_What the task asks_
Type every record exactly as it appears.

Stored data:
============================================================
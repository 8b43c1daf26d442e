//! Request descriptors and the per-attempt bookkeeping threaded through the pipeline.

// crates.io
use uuid::Uuid;
// self
use crate::{_prelude::*, http::Method, transfer::MultipartUpload};

/// Logical request submitted to [`ApiClient::send`](crate::client::ApiClient::send).
///
/// The descriptor is never mutated by the pipeline; retries reuse it as-is.
#[derive(Clone, Debug)]
pub struct RequestDescriptor {
	/// HTTP verb.
	pub method: Method,
	/// Path relative to the configured base URL (may carry a query string).
	pub path: String,
	/// Extra query pairs appended to the URL.
	pub query: Vec<(String, String)>,
	/// Per-request headers; names are matched case-insensitively.
	pub headers: BTreeMap<String, String>,
	/// Request payload.
	pub body: RequestBody,
	/// Timeout override for each dispatch.
	pub timeout: Option<Duration>,
	/// Disables the retry policy for this request when `false`.
	pub retry: bool,
}
impl RequestDescriptor {
	/// Creates a descriptor with an empty body.
	pub fn new(method: Method, path: impl Into<String>) -> Self {
		Self {
			method,
			path: path.into(),
			query: Vec::new(),
			headers: BTreeMap::new(),
			body: RequestBody::Empty,
			timeout: None,
			retry: true,
		}
	}

	/// Shorthand for a `GET` descriptor.
	pub fn get(path: impl Into<String>) -> Self {
		Self::new(Method::Get, path)
	}

	/// Adds a query pair.
	pub fn query(mut self, name: impl Into<String>, value: impl ToString) -> Self {
		self.query.push((name.into(), value.to_string()));

		self
	}

	/// Adds or replaces a header.
	pub fn header(mut self, name: impl AsRef<str>, value: impl Into<String>) -> Self {
		self.headers.insert(name.as_ref().to_ascii_lowercase(), value.into());

		self
	}

	/// Serializes `body` as the JSON payload.
	pub fn json<B>(mut self, body: &B) -> Result<Self>
	where
		B: ?Sized + Serialize,
	{
		self.body = RequestBody::Json(serde_json::to_value(body)?);

		Ok(self)
	}

	/// Sets an already-built payload.
	pub fn body(mut self, body: RequestBody) -> Self {
		self.body = body;

		self
	}

	/// Overrides the dispatch timeout.
	pub fn timeout(mut self, timeout: Duration) -> Self {
		self.timeout = Some(timeout);

		self
	}

	/// Opts this request out of retries.
	pub fn without_retry(mut self) -> Self {
		self.retry = false;

		self
	}
}

/// Payload variants accepted by the pipeline.
#[derive(Clone, Debug, Default)]
pub enum RequestBody {
	/// No body.
	#[default]
	Empty,
	/// JSON document sent as `application/json`.
	Json(Value),
	/// Raw bytes with an explicit content type.
	Raw {
		/// Payload bytes.
		bytes: Bytes,
		/// Value of the `Content-Type` header.
		content_type: String,
	},
	/// Streamed multipart upload.
	Multipart(MultipartUpload),
}

/// Opaque correlation token sent as `X-Request-ID`; fresh for every dispatch.
#[derive(Clone, Debug, PartialEq, Eq, Hash, Serialize, Deserialize)]
#[serde(transparent)]
pub struct RequestId(String);
impl RequestId {
	/// Generates a new random identifier.
	pub fn generate() -> Self {
		Self(Uuid::new_v4().to_string())
	}

	/// Returns the identifier as a string slice.
	pub fn as_str(&self) -> &str {
		&self.0
	}
}
impl Display for RequestId {
	fn fmt(&self, f: &mut Formatter) -> FmtResult {
		f.write_str(&self.0)
	}
}

/// Retry bookkeeping for one logical call.
#[derive(Clone, Copy, Debug, Default, PartialEq, Eq)]
pub(crate) struct Attempt {
	/// Retries already scheduled by the retry policy.
	pub(crate) retries: u32,
	/// Whether the one refresh-triggered retry has been spent.
	pub(crate) auth_retried: bool,
}
impl Attempt {
	/// Zero-based dispatch counter used in trace events.
	pub(crate) fn dispatch_index(&self) -> u32 {
		self.retries + u32::from(self.auth_retried)
	}
}

#[cfg(test)]
mod tests {
	// self
	use super::*;

	#[test]
	fn builder_lowercases_headers_and_serializes_json() {
		let descriptor = RequestDescriptor::new(Method::Post, "/orders")
			.header("X-Trace", "abc")
			.query("page", 2)
			.json(&serde_json::json!({ "sku": "A-1" }))
			.expect("JSON body should serialize.");

		assert_eq!(descriptor.headers.get("x-trace").map(String::as_str), Some("abc"));
		assert_eq!(descriptor.query, vec![("page".to_owned(), "2".to_owned())]);
		assert!(matches!(descriptor.body, RequestBody::Json(ref v) if v["sku"] == "A-1"));
		assert!(descriptor.retry);
	}

	#[test]
	fn request_ids_are_unique() {
		assert_ne!(RequestId::generate(), RequestId::generate());
	}
}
============================================================
_Response box_
repository 8b43c1daf26d442e
//! Request descriptors and the per-attempt bookkeeping threaded through the pipeline.

// crates.io
use uuid::Uuid;
// self
use crate::{_prelude::*, http::Method, transfer::MultipartUpload};

/// Logical request submitted to [`ApiClient::send`](crate::client::ApiClient::send).
///
/// The descriptor is never mutated by the pipeline; retries reuse it as-is.
#[derive(Clone, Debug)]
pub struct RequestDescriptor {
	/// HTTP verb.
	pub method: Method,
	/// Path relative to the configured base URL (may carry a query string).
	pub path: String,
	/// Extra query pairs appended to the URL.
	pub query: Vec<(String, String)>,
	/// Per-request headers; names are matched case-insensitively.
	pub headers: BTreeMap<String, String>,
	/// Request payload.
	pub body: RequestBody,
	/// Timeout override for each dispatch.
	pub timeout: Option<Duration>,
	/// Disables the retry policy for this request when `false`.
	pub retry: bool,
}
impl RequestDescriptor {
	/// Creates a descriptor with an empty body.
	pub fn new(method: Method, path: impl Into<String>) -> Self {
		Self {
			method,
			path: path.into(),
			query: Vec::new(),
			headers: BTreeMap::new(),
			body: RequestBody::Empty,
			timeout: None,
			retry: true,
		}
	}

	/// Shorthand for a `GET` descriptor.
	pub fn get(path: impl Into<String>) -> Self {
		Self::new(Method::Get, path)
	}

	/// Adds a query pair.
	pub fn query(mut self, name: impl Into<String>, value: impl ToString) -> Self {
		self.query.push((name.into(), value.to_string()));

		self
	}

	/// Adds or replaces a header.
	pub fn header(mut self, name: impl AsRef<str>, value: impl Into<String>) -> Self {
		self.headers.insert(name.as_ref().to_ascii_lowercase(), value.into());

		self
	}

	/// Serializes `body` as the JSON payload.
	pub fn json<B>(mut self, body: &B) -> Result<Self>
	where
		B: ?Sized + Serialize,
	{
		self.body = RequestBody::Json(serde_json::to_value(body)?);

		Ok(self)
	}

	/// Sets an already-built payload.
	pub fn body(mut self, body: RequestBody) -> Self {
		self.body = body;

		self
	}

	/// Overrides the dispatch timeout.
	pub fn timeout(mut self, timeout: Duration) -> Self {
		self.timeout = Some(timeout);

		self
	}

	/// Opts this request out of retries.
	pub fn without_retry(mut self) -> Self {
		self.retry = false;

		self
	}
}

/// Payload variants accepted by the pipeline.
#[derive(Clone, Debug, Default)]
pub enum RequestBody {
	/// No body.
	#[default]
	Empty,
	/// JSON document sent as `application/json`.
	Json(Value),
	/// Raw bytes with an explicit content type.
	Raw {
		/// Payload bytes.
		bytes: Bytes,
		/// Value of the `Content-Type` header.
		content_type: String,
	},
	/// Streamed multipart upload.
	Multipart(MultipartUpload),
}

/// Opaque correlation token sent as `X-Request-ID`; fresh for every dispatch.
#[derive(Clone, Debug, PartialEq, Eq, Hash, Serialize, Deserialize)]
#[serde(transparent)]
pub struct RequestId(String);
impl RequestId {
	/// Generates a new random identifier.
	pub fn generate() -> Self {
		Self(Uuid::new_v4().to_string())
	}

	/// Returns the identifier as a string slice.
	pub fn as_str(&self) -> &str {
		&self.0
	}
}
impl Display for RequestId {
	fn fmt(&self, f: &mut Formatter) -> FmtResult {
		f.write_str(&self.0)
	}
}

/// Retry bookkeeping for one logical call.
#[derive(Clone, Copy, Debug, Default, PartialEq, Eq)]
pub(crate) struct Attempt {
	/// Retries already scheduled by the retry policy.
	pub(crate) retries: u32,
	/// Whether the one refresh-triggered retry has been spent.
	pub(crate) auth_retried: bool,
}
impl Attempt {
	/// Zero-based dispatch counter used in trace events.
	pub(crate) fn dispatch_index(&self) -> u32 {
		self.retries + u32::from(self.auth_retried)
	}
}

#[cfg(test)]
mod tests {
	// self
	use super::*;

	#[test]
	fn builder_lowercases_headers_and_serializes_json() {
		let descriptor = RequestDescriptor::new(Method::Post, "/orders")
			.header("X-Trace", "abc")
			.query("page", 2)
			.json(&serde_json::json!({ "sku": "A-1" }))
			.expect("JSON body should serialize.");

		assert_eq!(descriptor.headers.get("x-trace").map(String::as_str), Some("abc"));
		assert_eq!(descriptor.query, vec![("page".to_owned(), "2".to_owned())]);
		assert!(matches!(descriptor.body, RequestBody::Json(ref v) if v["sku"] == "A-1"));
		assert!(descriptor.retry);
	}

	#[test]
	fn request_ids_are_unique() {
		assert_ne!(RequestId::generate(), RequestId::generate());
	}
}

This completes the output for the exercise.